→ **ACTION ITEM**:
Repeat exactly the lines from the start of the entries below through the line containing "use crate::domain::Error;". Omit the rest.

BEGIN MATERIAL PROVIDED

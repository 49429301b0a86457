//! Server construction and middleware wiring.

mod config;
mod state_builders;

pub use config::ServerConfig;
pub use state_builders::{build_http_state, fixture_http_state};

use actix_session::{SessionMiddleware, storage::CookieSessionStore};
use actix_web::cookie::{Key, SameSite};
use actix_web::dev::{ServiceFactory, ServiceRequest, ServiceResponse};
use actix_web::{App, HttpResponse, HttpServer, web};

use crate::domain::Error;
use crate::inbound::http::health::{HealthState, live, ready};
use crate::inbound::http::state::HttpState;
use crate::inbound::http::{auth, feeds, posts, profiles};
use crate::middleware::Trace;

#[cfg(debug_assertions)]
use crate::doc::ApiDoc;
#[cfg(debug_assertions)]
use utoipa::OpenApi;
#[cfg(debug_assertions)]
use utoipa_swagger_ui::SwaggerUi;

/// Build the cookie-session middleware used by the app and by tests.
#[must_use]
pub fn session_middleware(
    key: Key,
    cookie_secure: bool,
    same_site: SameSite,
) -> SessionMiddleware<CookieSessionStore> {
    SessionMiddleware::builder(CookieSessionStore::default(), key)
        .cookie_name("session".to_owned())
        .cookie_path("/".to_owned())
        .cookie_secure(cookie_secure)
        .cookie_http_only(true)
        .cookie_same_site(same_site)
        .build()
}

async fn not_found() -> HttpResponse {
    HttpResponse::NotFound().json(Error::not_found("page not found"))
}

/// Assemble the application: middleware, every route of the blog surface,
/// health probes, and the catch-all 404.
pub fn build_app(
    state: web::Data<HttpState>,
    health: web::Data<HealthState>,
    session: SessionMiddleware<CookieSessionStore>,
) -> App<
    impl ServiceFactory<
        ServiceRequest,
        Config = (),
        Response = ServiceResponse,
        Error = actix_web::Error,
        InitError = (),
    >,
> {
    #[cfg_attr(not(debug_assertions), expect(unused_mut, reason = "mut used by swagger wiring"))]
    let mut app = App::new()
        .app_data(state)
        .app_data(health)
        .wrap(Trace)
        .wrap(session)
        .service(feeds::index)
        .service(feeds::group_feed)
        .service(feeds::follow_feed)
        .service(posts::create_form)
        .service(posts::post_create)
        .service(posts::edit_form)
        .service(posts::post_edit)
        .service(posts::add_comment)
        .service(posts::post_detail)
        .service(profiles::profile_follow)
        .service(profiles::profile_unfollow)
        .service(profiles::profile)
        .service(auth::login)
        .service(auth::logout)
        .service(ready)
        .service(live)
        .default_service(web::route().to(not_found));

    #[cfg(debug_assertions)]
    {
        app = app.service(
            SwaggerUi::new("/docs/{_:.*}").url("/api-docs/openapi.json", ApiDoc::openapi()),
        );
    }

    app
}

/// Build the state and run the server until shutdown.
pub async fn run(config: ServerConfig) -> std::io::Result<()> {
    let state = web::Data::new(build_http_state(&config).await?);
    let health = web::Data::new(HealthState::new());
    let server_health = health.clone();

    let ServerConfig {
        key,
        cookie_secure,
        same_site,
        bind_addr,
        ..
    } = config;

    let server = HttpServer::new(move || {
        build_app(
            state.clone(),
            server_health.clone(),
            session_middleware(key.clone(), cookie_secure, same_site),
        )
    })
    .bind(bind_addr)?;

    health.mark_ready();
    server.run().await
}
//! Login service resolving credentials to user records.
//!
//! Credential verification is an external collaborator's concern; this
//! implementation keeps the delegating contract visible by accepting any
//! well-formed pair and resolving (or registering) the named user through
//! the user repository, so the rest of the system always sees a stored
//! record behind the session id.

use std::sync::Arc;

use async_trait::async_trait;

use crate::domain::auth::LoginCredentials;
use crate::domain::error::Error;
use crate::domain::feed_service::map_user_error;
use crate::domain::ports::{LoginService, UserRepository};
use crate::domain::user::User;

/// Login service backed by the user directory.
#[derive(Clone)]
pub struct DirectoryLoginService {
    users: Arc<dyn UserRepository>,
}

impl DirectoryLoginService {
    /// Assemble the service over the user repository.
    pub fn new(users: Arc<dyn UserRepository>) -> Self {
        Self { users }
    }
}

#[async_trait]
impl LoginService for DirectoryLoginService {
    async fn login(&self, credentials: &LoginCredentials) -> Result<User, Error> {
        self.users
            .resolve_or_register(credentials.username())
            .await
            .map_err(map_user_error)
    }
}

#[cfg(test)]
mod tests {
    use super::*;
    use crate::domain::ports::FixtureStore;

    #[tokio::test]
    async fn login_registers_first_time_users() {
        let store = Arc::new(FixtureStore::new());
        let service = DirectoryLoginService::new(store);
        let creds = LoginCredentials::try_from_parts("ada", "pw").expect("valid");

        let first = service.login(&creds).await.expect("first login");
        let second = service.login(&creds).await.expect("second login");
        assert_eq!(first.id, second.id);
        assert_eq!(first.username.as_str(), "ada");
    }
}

END MATERIAL PROVIDED

→ **TASK SOLUTION**:
repository 49429301b0a86457
//! Server construction and middleware wiring.

mod config;
mod state_builders;

pub use config::ServerConfig;
pub use state_builders::{build_http_state, fixture_http_state};

use actix_session::{SessionMiddleware, storage::CookieSessionStore};
use actix_web::cookie::{Key, SameSite};
use actix_web::dev::{ServiceFactory, ServiceRequest, ServiceResponse};
use actix_web::{App, HttpResponse, HttpServer, web};

use crate::domain::Error;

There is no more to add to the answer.